- EXERCISE AIM -
In the data below, which lines contain "MonitorConfig"? List them by copying each one.
**** EXERCISE INPUTS ****
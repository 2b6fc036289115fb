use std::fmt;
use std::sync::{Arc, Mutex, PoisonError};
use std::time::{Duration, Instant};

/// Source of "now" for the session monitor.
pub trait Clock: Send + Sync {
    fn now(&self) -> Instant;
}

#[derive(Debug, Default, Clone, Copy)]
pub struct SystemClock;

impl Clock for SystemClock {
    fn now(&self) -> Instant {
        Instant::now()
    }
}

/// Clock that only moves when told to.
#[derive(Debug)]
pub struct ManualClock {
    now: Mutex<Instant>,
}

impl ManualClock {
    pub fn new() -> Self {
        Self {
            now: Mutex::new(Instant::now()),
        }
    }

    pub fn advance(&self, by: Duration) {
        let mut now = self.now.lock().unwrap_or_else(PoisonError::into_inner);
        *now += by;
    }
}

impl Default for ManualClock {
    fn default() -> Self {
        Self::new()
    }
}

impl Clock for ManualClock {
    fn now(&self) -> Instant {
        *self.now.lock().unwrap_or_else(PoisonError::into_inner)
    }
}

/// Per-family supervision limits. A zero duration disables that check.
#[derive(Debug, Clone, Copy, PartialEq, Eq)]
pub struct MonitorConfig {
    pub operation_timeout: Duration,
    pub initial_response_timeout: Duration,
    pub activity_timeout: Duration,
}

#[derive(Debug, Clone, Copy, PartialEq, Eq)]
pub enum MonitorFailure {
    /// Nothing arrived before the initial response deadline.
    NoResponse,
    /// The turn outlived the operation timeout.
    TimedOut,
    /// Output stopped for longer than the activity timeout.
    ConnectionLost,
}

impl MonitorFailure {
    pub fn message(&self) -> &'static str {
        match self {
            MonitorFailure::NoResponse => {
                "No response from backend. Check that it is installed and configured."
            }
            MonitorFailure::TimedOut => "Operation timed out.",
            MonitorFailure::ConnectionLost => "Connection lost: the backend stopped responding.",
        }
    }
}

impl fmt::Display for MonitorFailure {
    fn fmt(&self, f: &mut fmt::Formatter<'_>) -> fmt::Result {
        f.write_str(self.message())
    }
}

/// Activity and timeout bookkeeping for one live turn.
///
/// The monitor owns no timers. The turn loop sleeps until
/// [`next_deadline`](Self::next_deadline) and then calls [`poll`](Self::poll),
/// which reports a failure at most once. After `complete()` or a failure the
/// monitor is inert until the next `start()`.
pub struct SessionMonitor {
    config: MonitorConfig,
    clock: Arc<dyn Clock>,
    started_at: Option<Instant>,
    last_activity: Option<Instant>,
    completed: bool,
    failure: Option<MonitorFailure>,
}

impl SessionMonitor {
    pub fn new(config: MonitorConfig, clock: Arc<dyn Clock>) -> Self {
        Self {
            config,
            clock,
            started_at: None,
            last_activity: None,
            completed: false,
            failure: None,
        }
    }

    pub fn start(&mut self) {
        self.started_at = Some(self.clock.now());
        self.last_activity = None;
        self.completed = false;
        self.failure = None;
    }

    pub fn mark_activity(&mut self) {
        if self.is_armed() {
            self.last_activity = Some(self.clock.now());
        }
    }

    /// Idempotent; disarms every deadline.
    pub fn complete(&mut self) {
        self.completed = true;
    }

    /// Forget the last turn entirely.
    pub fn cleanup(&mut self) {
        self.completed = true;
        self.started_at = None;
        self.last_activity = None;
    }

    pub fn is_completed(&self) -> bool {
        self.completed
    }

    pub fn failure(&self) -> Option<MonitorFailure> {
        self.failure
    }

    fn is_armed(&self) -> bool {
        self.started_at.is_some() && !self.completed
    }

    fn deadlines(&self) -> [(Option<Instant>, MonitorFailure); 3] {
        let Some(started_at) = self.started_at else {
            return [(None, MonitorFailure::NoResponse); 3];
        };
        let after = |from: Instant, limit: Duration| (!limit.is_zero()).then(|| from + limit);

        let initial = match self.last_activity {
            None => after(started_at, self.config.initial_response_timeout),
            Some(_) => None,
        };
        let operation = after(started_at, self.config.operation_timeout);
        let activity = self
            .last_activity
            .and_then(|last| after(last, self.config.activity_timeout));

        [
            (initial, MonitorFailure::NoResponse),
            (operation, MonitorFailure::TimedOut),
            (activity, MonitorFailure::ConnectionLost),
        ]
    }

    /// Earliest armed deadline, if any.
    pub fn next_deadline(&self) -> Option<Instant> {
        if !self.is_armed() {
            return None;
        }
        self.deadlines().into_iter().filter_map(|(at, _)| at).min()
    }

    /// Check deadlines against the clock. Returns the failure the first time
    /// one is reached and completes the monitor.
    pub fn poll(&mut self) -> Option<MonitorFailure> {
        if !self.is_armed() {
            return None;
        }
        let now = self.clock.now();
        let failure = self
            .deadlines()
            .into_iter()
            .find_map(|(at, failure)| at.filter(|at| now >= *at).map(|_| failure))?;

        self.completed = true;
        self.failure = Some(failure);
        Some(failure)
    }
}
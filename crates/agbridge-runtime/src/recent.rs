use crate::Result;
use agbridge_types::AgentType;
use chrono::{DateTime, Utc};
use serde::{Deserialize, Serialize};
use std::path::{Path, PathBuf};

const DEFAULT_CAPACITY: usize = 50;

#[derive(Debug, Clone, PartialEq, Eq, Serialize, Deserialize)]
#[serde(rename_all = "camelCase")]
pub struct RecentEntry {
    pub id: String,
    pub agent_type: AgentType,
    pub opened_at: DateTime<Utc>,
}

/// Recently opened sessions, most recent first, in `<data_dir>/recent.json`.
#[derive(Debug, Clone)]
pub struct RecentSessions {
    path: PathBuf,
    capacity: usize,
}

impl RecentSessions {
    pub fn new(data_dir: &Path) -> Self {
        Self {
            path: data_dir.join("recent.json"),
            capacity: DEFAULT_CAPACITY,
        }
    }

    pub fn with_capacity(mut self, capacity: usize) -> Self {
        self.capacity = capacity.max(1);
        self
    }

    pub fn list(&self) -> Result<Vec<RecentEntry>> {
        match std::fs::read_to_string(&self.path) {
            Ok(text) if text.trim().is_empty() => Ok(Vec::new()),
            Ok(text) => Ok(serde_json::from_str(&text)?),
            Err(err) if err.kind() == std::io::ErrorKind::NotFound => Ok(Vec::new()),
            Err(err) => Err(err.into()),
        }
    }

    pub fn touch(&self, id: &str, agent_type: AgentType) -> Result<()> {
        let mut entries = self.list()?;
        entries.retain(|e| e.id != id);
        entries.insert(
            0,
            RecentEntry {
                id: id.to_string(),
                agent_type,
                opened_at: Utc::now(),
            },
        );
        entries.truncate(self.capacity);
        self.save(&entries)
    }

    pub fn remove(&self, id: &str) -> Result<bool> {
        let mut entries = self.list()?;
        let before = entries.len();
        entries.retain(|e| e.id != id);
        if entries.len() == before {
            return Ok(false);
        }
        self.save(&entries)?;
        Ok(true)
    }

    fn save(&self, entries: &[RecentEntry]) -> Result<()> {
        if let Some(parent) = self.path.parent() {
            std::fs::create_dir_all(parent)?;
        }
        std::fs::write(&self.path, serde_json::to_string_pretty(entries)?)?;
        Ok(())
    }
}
****
- OUTPUT -
pub struct MonitorConfig {
    config: MonitorConfig,
    pub fn new(config: MonitorConfig, clock: Arc<dyn Clock>) -> Self {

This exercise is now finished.